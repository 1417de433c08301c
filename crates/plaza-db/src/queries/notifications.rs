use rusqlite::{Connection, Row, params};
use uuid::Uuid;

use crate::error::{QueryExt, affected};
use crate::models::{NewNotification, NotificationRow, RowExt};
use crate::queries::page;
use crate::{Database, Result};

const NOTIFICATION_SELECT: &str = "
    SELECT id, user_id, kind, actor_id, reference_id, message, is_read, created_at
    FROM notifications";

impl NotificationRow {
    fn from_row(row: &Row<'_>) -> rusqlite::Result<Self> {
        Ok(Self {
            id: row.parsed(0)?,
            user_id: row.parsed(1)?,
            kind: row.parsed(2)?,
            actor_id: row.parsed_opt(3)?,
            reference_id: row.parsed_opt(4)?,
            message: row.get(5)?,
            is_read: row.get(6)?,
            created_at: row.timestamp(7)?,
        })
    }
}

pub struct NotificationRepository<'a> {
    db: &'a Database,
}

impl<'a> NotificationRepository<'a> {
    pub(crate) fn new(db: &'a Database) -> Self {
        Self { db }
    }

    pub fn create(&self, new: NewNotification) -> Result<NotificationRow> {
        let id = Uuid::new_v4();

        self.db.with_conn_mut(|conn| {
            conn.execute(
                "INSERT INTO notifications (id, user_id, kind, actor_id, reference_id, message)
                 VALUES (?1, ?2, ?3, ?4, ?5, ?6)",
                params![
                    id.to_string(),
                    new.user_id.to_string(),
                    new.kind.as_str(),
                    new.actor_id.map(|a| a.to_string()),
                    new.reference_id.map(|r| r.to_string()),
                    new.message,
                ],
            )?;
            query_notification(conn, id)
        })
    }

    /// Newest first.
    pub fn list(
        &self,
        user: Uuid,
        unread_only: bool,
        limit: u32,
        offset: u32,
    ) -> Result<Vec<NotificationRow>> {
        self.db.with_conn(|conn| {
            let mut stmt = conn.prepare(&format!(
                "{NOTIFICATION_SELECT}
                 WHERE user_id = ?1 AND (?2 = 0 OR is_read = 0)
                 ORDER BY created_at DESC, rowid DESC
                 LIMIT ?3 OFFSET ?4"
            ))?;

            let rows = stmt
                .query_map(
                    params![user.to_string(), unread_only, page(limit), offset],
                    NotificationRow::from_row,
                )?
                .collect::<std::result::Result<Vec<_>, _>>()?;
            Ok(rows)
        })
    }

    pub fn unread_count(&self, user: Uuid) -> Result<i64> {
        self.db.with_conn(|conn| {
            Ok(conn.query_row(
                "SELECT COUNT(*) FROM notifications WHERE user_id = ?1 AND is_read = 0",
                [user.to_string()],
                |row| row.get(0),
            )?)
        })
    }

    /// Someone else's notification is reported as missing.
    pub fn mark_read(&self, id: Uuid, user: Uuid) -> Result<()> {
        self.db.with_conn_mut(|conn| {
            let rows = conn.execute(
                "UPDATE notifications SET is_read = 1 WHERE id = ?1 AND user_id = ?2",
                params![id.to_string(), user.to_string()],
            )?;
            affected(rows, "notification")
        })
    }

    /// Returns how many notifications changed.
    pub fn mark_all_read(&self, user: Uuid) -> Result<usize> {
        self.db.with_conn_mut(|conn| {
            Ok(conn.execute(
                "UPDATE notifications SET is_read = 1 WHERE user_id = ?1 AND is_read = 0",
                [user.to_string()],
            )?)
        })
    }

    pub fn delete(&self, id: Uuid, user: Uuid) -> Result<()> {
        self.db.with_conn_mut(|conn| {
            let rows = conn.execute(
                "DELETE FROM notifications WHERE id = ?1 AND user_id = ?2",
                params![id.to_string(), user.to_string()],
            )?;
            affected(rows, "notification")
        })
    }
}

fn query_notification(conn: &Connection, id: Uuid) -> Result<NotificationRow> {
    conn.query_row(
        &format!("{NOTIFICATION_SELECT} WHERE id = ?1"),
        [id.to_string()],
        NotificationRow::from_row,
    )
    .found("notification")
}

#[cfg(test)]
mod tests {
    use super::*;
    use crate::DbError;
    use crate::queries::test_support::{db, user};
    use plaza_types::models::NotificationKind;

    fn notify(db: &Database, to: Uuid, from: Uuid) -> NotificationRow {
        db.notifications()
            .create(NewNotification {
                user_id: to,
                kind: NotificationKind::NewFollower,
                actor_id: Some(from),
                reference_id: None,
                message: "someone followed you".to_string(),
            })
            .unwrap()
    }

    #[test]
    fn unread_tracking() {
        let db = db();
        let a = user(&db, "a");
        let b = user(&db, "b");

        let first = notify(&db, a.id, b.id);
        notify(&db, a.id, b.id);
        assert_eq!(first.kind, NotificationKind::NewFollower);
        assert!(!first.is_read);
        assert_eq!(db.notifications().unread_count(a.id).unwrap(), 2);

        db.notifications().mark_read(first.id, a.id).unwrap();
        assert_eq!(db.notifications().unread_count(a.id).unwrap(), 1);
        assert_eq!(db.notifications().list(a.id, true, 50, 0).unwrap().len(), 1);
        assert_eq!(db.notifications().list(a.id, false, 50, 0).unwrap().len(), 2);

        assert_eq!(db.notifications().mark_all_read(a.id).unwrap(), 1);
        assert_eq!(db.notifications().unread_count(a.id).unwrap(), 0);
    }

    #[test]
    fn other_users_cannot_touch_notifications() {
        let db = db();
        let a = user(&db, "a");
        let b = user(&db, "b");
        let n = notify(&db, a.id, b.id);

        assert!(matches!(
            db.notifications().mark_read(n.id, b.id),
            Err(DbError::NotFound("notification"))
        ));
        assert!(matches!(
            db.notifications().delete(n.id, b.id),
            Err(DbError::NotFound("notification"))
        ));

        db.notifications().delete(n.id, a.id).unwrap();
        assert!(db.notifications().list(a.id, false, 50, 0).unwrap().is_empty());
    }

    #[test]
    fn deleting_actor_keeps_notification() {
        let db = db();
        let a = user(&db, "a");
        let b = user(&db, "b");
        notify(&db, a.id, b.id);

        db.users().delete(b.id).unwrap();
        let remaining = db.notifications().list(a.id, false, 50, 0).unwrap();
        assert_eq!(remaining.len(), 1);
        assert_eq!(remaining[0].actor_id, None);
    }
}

§ Task to complete
All the records shown above need to be given again exactly.

§ Response below
repository 1417de433c08301c
filename crates/plaza-db/src/queries/notifications.rs
use rusqlite::{Connection, Row, params};
use uuid::Uuid;

use crate::error::{QueryExt, affected};
use crate::models::{NewNotification, NotificationRow, RowExt};
use crate::queries::page;
use crate::{Database, Result};

const NOTIFICATION_SELECT: &str = "
    SELECT id, user_id, kind, actor_id, reference_id, message, is_read, created_at
    FROM notifications";

impl NotificationRow {
    fn from_row(row: &Row<'_>) -> rusqlite::Result<Self> {
        Ok(Self {
            id: row.parsed(0)?,
            user_id: row.parsed(1)?,
            kind: row.parsed(2)?,
            actor_id: row.parsed_opt(3)?,
            reference_id: row.parsed_opt(4)?,
            message: row.get(5)?,
            is_read: row.get(6)?,
            created_at: row.timestamp(7)?,
        })
    }
}

pub struct NotificationRepository<'a> {
    db: &'a Database,
}

impl<'a> NotificationRepository<'a> {
    pub(crate) fn new(db: &'a Database) -> Self {
        Self { db }
    }

    pub fn create(&self, new: NewNotification) -> Result<NotificationRow> {
        let id = Uuid::new_v4();

        self.db.with_conn_mut(|conn| {
            conn.execute(
                "INSERT INTO notifications (id, user_id, kind, actor_id, reference_id, message)
                 VALUES (?1, ?2, ?3, ?4, ?5, ?6)",
                params![
                    id.to_string(),
                    new.user_id.to_string(),
                    new.kind.as_str(),
                    new.actor_id.map(|a| a.to_string()),
                    new.reference_id.map(|r| r.to_string()),
                    new.message,
                ],
            )?;
            query_notification(conn, id)
        })
    }

    /// Newest first.
    pub fn list(
        &self,
        user: Uuid,
        unread_only: bool,
        limit: u32,
        offset: u32,
    ) -> Result<Vec<NotificationRow>> {
        self.db.with_conn(|conn| {
            let mut stmt = conn.prepare(&format!(
                "{NOTIFICATION_SELECT}
                 WHERE user_id = ?1 AND (?2 = 0 OR is_read = 0)
                 ORDER BY created_at DESC, rowid DESC
                 LIMIT ?3 OFFSET ?4"
            ))?;

            let rows = stmt
                .query_map(
                    params![user.to_string(), unread_only, page(limit), offset],
                    NotificationRow::from_row,
                )?
                .collect::<std::result::Result<Vec<_>, _>>()?;
            Ok(rows)
        })
    }

    pub fn unread_count(&self, user: Uuid) -> Result<i64> {
        self.db.with_conn(|conn| {
            Ok(conn.query_row(
                "SELECT COUNT(*) FROM notifications WHERE user_id = ?1 AND is_read = 0",
                [user.to_string()],
                |row| row.get(0),
            )?)
        })
    }

    /// Someone else's notification is reported as missing.
    pub fn mark_read(&self, id: Uuid, user: Uuid) -> Result<()> {
        self.db.with_conn_mut(|conn| {
            let rows = conn.execute(
                "UPDATE notifications SET is_read = 1 WHERE id = ?1 AND user_id = ?2",
                params![id.to_string(), user.to_string()],
            )?;
            affected(rows, "notification")
        })
    }

    /// Returns how many notifications changed.
    pub fn mark_all_read(&self, user: Uuid) -> Result<usize> {
        self.db.with_conn_mut(|conn| {
            Ok(conn.execute(
                "UPDATE notifications SET is_read = 1 WHERE user_id = ?1 AND is_read = 0",
                [user.to_string()],
            )?)
        })
    }

    pub fn delete(&self, id: Uuid, user: Uuid) -> Result<()> {
        self.db.with_conn_mut(|conn| {
            let rows = conn.execute(
                "DELETE FROM notifications WHERE id = ?1 AND user_id = ?2",
                params![id.to_string(), user.to_string()],
            )?;
            affected(rows, "notification")
        })
    }
}

fn query_notification(conn: &Connection, id: Uuid) -> Result<NotificationRow> {
    conn.query_row(
        &format!("{NOTIFICATION_SELECT} WHERE id = ?1"),
        [id.to_string()],
        NotificationRow::from_row,
    )
    .found("notification")
}

#[cfg(test)]
mod tests {
    use super::*;
    use crate::DbError;
    use crate::queries::test_support::{db, user};
    use plaza_types::models::NotificationKind;

    fn notify(db: &Database, to: Uuid, from: Uuid) -> NotificationRow {
        db.notifications()
            .create(NewNotification {
                user_id: to,
                kind: NotificationKind::NewFollower,
                actor_id: Some(from),
                reference_id: None,
                message: "someone followed you".to_string(),
            })
            .unwrap()
    }

    #[test]
    fn unread_tracking() {
        let db = db();
        let a = user(&db, "a");
        let b = user(&db, "b");

        let first = notify(&db, a.id, b.id);
        notify(&db, a.id, b.id);
        assert_eq!(first.kind, NotificationKind::NewFollower);
        assert!(!first.is_read);
        assert_eq!(db.notifications().unread_count(a.id).unwrap(), 2);

        db.notifications().mark_read(first.id, a.id).unwrap();
        assert_eq!(db.notifications().unread_count(a.id).unwrap(), 1);
        assert_eq!(db.notifications().list(a.id, true, 50, 0).unwrap().len(), 1);
        assert_eq!(db.notifications().list(a.id, false, 50, 0).unwrap().len(), 2);

        assert_eq!(db.notifications().mark_all_read(a.id).unwrap(), 1);
        assert_eq!(db.notifications().unread_count(a.id).unwrap(), 0);
    }

    #[test]
    fn other_users_cannot_touch_notifications() {
        let db = db();
        let a = user(&db, "a");
        let b = user(&db, "b");
        let n = notify(&db, a.id, b.id);

        assert!(matches!(
            db.notifications().mark_read(n.id, b.id),
            Err(DbError::NotFound("notification"))
        ));
        assert!(matches!(
            db.notifications().delete(n.id, b.id),
            Err(DbError::NotFound("notification"))
        ));

        db.notifications().delete(n.id, a.id).unwrap();
        assert!(db.notifications().list(a.id, false, 50, 0).unwrap().is_empty());
    }

    #[test]
    fn deleting_actor_keeps_notification() {
        let db = db();
        let a = user(&db, "a");
        let b = user(&db, "b");
        notify(&db, a.id, b.id);

        db.users().delete(b.id).unwrap();
        let remaining = db.notifications().list(a.id, false, 50, 0).unwrap();
        assert_eq!(remaining.len(), 1);
        assert_eq!(remaining[0].actor_id, None);
    }
}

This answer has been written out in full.